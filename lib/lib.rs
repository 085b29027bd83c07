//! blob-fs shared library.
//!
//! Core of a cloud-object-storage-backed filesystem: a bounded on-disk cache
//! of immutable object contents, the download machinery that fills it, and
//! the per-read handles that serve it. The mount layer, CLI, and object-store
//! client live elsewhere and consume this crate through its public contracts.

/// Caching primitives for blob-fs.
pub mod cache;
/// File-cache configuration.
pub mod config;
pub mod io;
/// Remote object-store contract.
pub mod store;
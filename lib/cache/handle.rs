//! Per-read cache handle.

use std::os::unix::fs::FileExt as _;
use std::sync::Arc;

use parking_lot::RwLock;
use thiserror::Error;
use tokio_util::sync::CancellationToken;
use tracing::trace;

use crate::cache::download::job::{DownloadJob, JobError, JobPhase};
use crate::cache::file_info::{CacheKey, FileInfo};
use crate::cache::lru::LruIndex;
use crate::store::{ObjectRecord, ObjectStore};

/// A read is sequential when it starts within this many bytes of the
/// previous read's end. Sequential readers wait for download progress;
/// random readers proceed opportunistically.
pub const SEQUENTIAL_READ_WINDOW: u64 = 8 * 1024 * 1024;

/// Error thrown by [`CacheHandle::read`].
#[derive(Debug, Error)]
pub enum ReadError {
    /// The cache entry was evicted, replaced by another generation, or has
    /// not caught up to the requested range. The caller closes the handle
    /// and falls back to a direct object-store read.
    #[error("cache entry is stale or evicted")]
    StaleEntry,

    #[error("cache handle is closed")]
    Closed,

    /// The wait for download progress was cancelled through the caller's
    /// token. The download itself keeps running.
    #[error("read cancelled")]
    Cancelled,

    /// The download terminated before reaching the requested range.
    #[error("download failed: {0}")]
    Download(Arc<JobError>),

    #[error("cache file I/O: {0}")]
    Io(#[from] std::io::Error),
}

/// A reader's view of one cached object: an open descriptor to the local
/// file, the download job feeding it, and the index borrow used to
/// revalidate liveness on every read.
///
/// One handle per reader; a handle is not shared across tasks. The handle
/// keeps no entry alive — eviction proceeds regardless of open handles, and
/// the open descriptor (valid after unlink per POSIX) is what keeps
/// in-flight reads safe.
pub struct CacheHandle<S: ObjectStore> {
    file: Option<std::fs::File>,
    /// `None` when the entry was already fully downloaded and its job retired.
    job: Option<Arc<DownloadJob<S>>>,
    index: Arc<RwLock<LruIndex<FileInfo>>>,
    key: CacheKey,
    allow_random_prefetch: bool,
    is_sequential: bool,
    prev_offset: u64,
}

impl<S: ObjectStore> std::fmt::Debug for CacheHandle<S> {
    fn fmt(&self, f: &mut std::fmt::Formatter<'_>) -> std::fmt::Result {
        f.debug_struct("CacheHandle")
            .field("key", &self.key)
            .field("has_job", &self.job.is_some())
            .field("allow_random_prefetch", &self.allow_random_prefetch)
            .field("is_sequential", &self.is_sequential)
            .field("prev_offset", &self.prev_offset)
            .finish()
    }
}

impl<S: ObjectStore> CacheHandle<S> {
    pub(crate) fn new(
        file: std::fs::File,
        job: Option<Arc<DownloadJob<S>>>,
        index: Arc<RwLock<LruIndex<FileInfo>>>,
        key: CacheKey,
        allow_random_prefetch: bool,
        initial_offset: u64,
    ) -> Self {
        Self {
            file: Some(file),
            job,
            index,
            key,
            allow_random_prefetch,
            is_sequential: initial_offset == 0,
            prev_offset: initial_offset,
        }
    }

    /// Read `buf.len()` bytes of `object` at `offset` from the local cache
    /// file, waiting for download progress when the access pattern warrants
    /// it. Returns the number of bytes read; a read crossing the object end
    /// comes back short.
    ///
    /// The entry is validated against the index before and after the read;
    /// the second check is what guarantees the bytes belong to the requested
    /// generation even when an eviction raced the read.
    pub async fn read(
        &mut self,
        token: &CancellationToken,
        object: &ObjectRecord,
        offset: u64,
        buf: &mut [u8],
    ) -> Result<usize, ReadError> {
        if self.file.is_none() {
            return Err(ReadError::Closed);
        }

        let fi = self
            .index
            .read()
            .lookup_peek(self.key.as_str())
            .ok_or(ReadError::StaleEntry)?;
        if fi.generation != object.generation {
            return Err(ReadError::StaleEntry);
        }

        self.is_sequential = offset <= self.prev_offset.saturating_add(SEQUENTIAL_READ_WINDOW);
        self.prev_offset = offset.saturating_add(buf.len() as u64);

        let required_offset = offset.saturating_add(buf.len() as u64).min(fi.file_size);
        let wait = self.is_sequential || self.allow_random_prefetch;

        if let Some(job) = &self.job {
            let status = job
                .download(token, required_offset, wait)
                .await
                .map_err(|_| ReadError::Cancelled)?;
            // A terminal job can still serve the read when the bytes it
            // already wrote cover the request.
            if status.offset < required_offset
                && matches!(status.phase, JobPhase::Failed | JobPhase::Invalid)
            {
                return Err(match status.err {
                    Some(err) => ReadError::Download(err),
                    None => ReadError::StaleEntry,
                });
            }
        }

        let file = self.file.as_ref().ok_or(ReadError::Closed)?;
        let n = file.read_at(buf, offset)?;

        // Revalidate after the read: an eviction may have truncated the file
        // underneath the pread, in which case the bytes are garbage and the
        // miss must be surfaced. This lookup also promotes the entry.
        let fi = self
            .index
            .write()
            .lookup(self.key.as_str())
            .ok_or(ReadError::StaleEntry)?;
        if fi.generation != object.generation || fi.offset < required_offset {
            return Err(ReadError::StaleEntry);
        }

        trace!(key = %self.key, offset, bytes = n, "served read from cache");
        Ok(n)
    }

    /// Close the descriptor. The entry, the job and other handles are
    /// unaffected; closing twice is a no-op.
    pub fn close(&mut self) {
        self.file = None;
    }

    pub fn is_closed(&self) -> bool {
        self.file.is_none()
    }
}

+-------+

Task statement -
Which lines in the data above contain "open"? Show each one.

Exercise result -
/// A reader's view of one cached object: an open descriptor to the local
/// keeps no entry alive — eviction proceeds regardless of open handles, and
/// the open descriptor (valid after unlink per POSIX) is what keeps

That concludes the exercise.